━━ EXTRACTED INFORMATION ━━
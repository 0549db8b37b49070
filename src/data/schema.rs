//! Record types for the CPCD dialog, track and model-output files.

use crate::error::{EvalError, Result};
use serde::Deserialize;
use std::collections::HashMap;

pub type DialogId = String;
pub type TrackId = String;
pub type ClusterId = String;

/// One catalog track.
#[derive(Debug, Clone, Deserialize)]
pub struct Track {
    pub track_ids: TrackId,
    #[serde(default)]
    pub track_titles: String,
    #[serde(default)]
    pub track_artists: Vec<String>,
    #[serde(default)]
    pub track_release_titles: String,
    #[serde(default)]
    pub track_canonical_ids: TrackId,
    /// Equivalence class shared by near-duplicate tracks.
    pub track_cluster_ids: ClusterId,
}

/// One user query / system response exchange.
#[derive(Debug, Clone, Default, Deserialize)]
pub struct Turn {
    #[serde(default)]
    pub user_query: String,
    #[serde(default)]
    pub system_response: String,
    #[serde(default)]
    pub search_queries: Vec<String>,
    #[serde(default)]
    pub search_results: Vec<Vec<TrackId>>,
    #[serde(default)]
    pub liked_results: Vec<TrackId>,
    #[serde(default)]
    pub disliked_results: Vec<TrackId>,
}

/// A multi-turn session and its goal playlist.
#[derive(Debug, Clone, Deserialize)]
pub struct Dialog {
    pub id: DialogId,
    #[serde(default)]
    pub turns: Vec<Turn>,
    #[serde(default)]
    pub tracks: HashMap<TrackId, Track>,
    pub goal_playlist: Vec<TrackId>,
}

#[derive(Debug, Clone, Deserialize)]
pub struct Neighbor {
    pub docid: TrackId,
    #[serde(default)]
    pub distance: Option<f64>,
}

/// One line of model output: the ranked neighbors for a single turn.
#[derive(Debug, Clone, Deserialize)]
pub struct PredictionRecord {
    /// `"<dialog_id>:<turn_index>"`
    pub docid: String,
    #[serde(default)]
    pub neighbor: Vec<Neighbor>,
}

impl PredictionRecord {
    /// Splits `docid` at its first `:` into dialog id and turn index.
    pub fn turn_key(&self) -> Result<(&str, usize)> {
        let (dialog_id, turn) = self.docid.split_once(':').ok_or_else(|| {
            EvalError::InvalidRecord(format!(
                "docid '{}' is not of the form <dialog_id>:<turn_index>",
                self.docid
            ))
        })?;
        let turn_idx = turn.parse::<usize>().map_err(|e| {
            EvalError::InvalidRecord(format!("bad turn index in docid '{}': {}", self.docid, e))
        })?;
        Ok((dialog_id, turn_idx))
    }

    /// Ranked track ids, best first.
    pub fn track_ids(&self) -> impl Iterator<Item = &TrackId> {
        self.neighbor.iter().map(|n| &n.docid)
    }
}
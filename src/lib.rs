//! # fnops
//!
//! Eager functional operations over the standard container shapes.
//!
//! ## Overview
//!
//! This library adds declarative transformations to three container shapes
//! so calling code does not need hand-written loops:
//!
//! - **Sequences** ([`SequenceOps`]): `Vec`, `VecDeque`
//! - **Mappings** ([`MappingOps`]): `HashMap`, `BTreeMap`, `IndexMap`
//! - **Sets** ([`SetOps`]): `HashSet`, `BTreeSet`, `IndexSet`
//!
//! Each shape provides `filter`, `first`, `map`, `flat_map`, `for_each`,
//! `reduce` and `zip`; mappings add `map_values`. Every callback-taking
//! operation has a `try_*` twin that stops at the callback's first `Err` and
//! returns it unchanged.
//!
//! All operations borrow the receiver, never modify it, and materialize their
//! result immediately. Elements are visited in the container's own iteration
//! order (see [`container`]).
//!
//! ## Feature Flags
//!
//! - `indexmap` (default): `IndexMap` / `IndexSet` support
//! - `serde`: `Serialize` / `Deserialize` for [`Slot`] and [`Flatten`]
//! - `tracing`: `trace`-level events for every operation call
//! - `fxhash`, `ahash`: fast-hasher aliases in [`hashers`]
//! - `full`: Enable all features
//!
//! ## Example
//!
//! ```rust
//! use fnops::prelude::*;
//!
//! let scores = vec![72, 95, 58, 88];
//!
//! let passing = scores.filter(|score| *score >= 60);
//! assert_eq!(passing, vec![72, 95, 88]);
//!
//! let grades = scores.map(|score| (*score >= 90).then_some('A'));
//! assert_eq!(grades[1], Slot::Value('A'));
//! assert_eq!(grades[0], Slot::Placeholder);
//!
//! let total = scores.reduce(0, |accumulator, score| accumulator + score);
//! assert_eq!(total, 313);
//!
//! let labelled = scores.zip(["ann", "ben"]);
//! assert_eq!(labelled, vec![(&72, "ann"), (&95, "ben")]);
//! ```

#![forbid(unsafe_code)]
#![warn(missing_docs)]
#![warn(clippy::all)]
#![warn(clippy::pedantic)]
#![warn(clippy::nursery)]

/// Prelude module for convenient imports.
///
/// Re-exports the operation traits and the value types they produce.
///
/// # Usage
///
/// ```rust
/// use fnops::prelude::*;
/// ```
pub mod prelude {
    pub use crate::flatten::{Flatten, Splice};
    pub use crate::mapping::MappingOps;
    pub use crate::sequence::SequenceOps;
    pub use crate::set::SetOps;
    pub use crate::slot::Slot;
}

#[macro_use]
mod macros;

mod algorithms;
pub mod container;
mod flatten;
mod mapping;
mod sequence;
mod set;
mod slot;

#[cfg(any(feature = "fxhash", feature = "ahash"))]
pub mod hashers;

pub use flatten::{Flatten, Splice};
pub use mapping::MappingOps;
pub use sequence::SequenceOps;
pub use set::SetOps;
pub use slot::{Slot, SlotError};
━━━
PROBLEM DETAILS =>
The data is to be given again in full, with every line exact.

TASK RESPONSE =>
repository 0549db8b37b49070
filename src/data/schema.rs
//! Record types for the CPCD dialog, track and model-output files.

use crate::error::{EvalError, Result};
use serde::Deserialize;
use std::collections::HashMap;

pub type DialogId = String;
pub type TrackId = String;
pub type ClusterId = String;

/// One catalog track.
#[derive(Debug, Clone, Deserialize)]
pub struct Track {
    pub track_ids: TrackId,
    #[serde(default)]
    pub track_titles: String,
    #[serde(default)]
    pub track_artists: Vec<String>,
    #[serde(default)]
    pub track_release_titles: String,
    #[serde(default)]
    pub track_canonical_ids: TrackId,
    /// Equivalence class shared by near-duplicate tracks.
    pub track_cluster_ids: ClusterId,
}

/// One user query / system response exchange.
#[derive(Debug, Clone, Default, Deserialize)]
pub struct Turn {
    #[serde(default)]
    pub user_query: String,
    #[serde(default)]
    pub system_response: String,
    #[serde(default)]
    pub search_queries: Vec<String>,
    #[serde(default)]
    pub search_results: Vec<Vec<TrackId>>,
    #[serde(default)]
    pub liked_results: Vec<TrackId>,
    #[serde(default)]
    pub disliked_results: Vec<TrackId>,
}

/// A multi-turn session and its goal playlist.
#[derive(Debug, Clone, Deserialize)]
pub struct Dialog {
    pub id: DialogId,
    #[serde(default)]
    pub turns: Vec<Turn>,
    #[serde(default)]
    pub tracks: HashMap<TrackId, Track>,
    pub goal_playlist: Vec<TrackId>,
}

#[derive(Debug, Clone, Deserialize)]
pub struct Neighbor {
    pub docid: TrackId,
    #[serde(default)]
    pub distance: Option<f64>,
}

/// One line of model output: the ranked neighbors for a single turn.
#[derive(Debug, Clone, Deserialize)]
pub struct PredictionRecord {
    /// `"<dialog_id>:<turn_index>"`
    pub docid: String,
    #[serde(default)]
    pub neighbor: Vec<Neighbor>,
}

impl PredictionRecord {
    /// Splits `docid` at its first `:` into dialog id and turn index.
    pub fn turn_key(&self) -> Result<(&str, usize)> {
        let (dialog_id, turn) = self.docid.split_once(':').ok_or_else(|| {
            EvalError::InvalidRecord(format!(
                "docid '{}' is not of the form <dialog_id>:<turn_index>",
                self.docid
            ))
        })?;
        let turn_idx = turn.parse::<usize>().map_err(|e| {
            EvalError::InvalidRecord(format!("bad turn index in docid '{}': {}", self.docid, e))
        })?;
        Ok((dialog_id, turn_idx))
    }

    /// Ranked track ids, best first.
    pub fn track_ids(&self) -> impl Iterator<Item = &TrackId> {
        self.neighbor.iter().map(|n| &n.docid)
    }
}
filename src/lib.rs
//! # fnops
//!
//! Eager functional operations over the standard container shapes.
//!
//! ## Overview
//!
//! This library adds declarative transformations to three container shapes
//! so calling code does not need hand-written loops:
//!
//! - **Sequences** ([`SequenceOps`]): `Vec`, `VecDeque`
//! - **Mappings** ([`MappingOps`]): `HashMap`, `BTreeMap`, `IndexMap`
//! - **Sets** ([`SetOps`]): `HashSet`, `BTreeSet`, `IndexSet`
//!
//! Each shape provides `filter`, `first`, `map`, `flat_map`, `for_each`,
//! `reduce` and `zip`; mappings add `map_values`. Every callback-taking
//! operation has a `try_*` twin that stops at the callback's first `Err` and
//! returns it unchanged.
//!
//! All operations borrow the receiver, never modify it, and materialize their
//! result immediately. Elements are visited in the container's own iteration
//! order (see [`container`]).
//!
//! ## Feature Flags
//!
//! - `indexmap` (default): `IndexMap` / `IndexSet` support
//! - `serde`: `Serialize` / `Deserialize` for [`Slot`] and [`Flatten`]
//! - `tracing`: `trace`-level events for every operation call
//! - `fxhash`, `ahash`: fast-hasher aliases in [`hashers`]
//! - `full`: Enable all features
//!
//! ## Example
//!
//! ```rust
//! use fnops::prelude::*;
//!
//! let scores = vec![72, 95, 58, 88];
//!
//! let passing = scores.filter(|score| *score >= 60);
//! assert_eq!(passing, vec![72, 95, 88]);
//!
//! let grades = scores.map(|score| (*score >= 90).then_some('A'));
//! assert_eq!(grades[1], Slot::Value('A'));
//! assert_eq!(grades[0], Slot::Placeholder);
//!
//! let total = scores.reduce(0, |accumulator, score| accumulator + score);
//! assert_eq!(total, 313);
//!
//! let labelled = scores.zip(["ann", "ben"]);
//! assert_eq!(labelled, vec![(&72, "ann"), (&95, "ben")]);
//! ```

#![forbid(unsafe_code)]
#![warn(missing_docs)]
#![warn(clippy::all)]
#![warn(clippy::pedantic)]
#![warn(clippy::nursery)]

/// Prelude module for convenient imports.
///
/// Re-exports the operation traits and the value types they produce.
///
/// # Usage
///
/// ```rust
/// use fnops::prelude::*;
/// ```
pub mod prelude {
    pub use crate::flatten::{Flatten, Splice};
    pub use crate::mapping::MappingOps;
    pub use crate::sequence::SequenceOps;
    pub use crate::set::SetOps;
    pub use crate::slot::Slot;
}

#[macro_use]
mod macros;

mod algorithms;
pub mod container;
mod flatten;
mod mapping;
mod sequence;
mod set;
mod slot;

#[cfg(any(feature = "fxhash", feature = "ahash"))]
pub mod hashers;

pub use flatten::{Flatten, Splice};
pub use mapping::MappingOps;
pub use sequence::SequenceOps;
pub use set::SetOps;
pub use slot::{Slot, SlotError};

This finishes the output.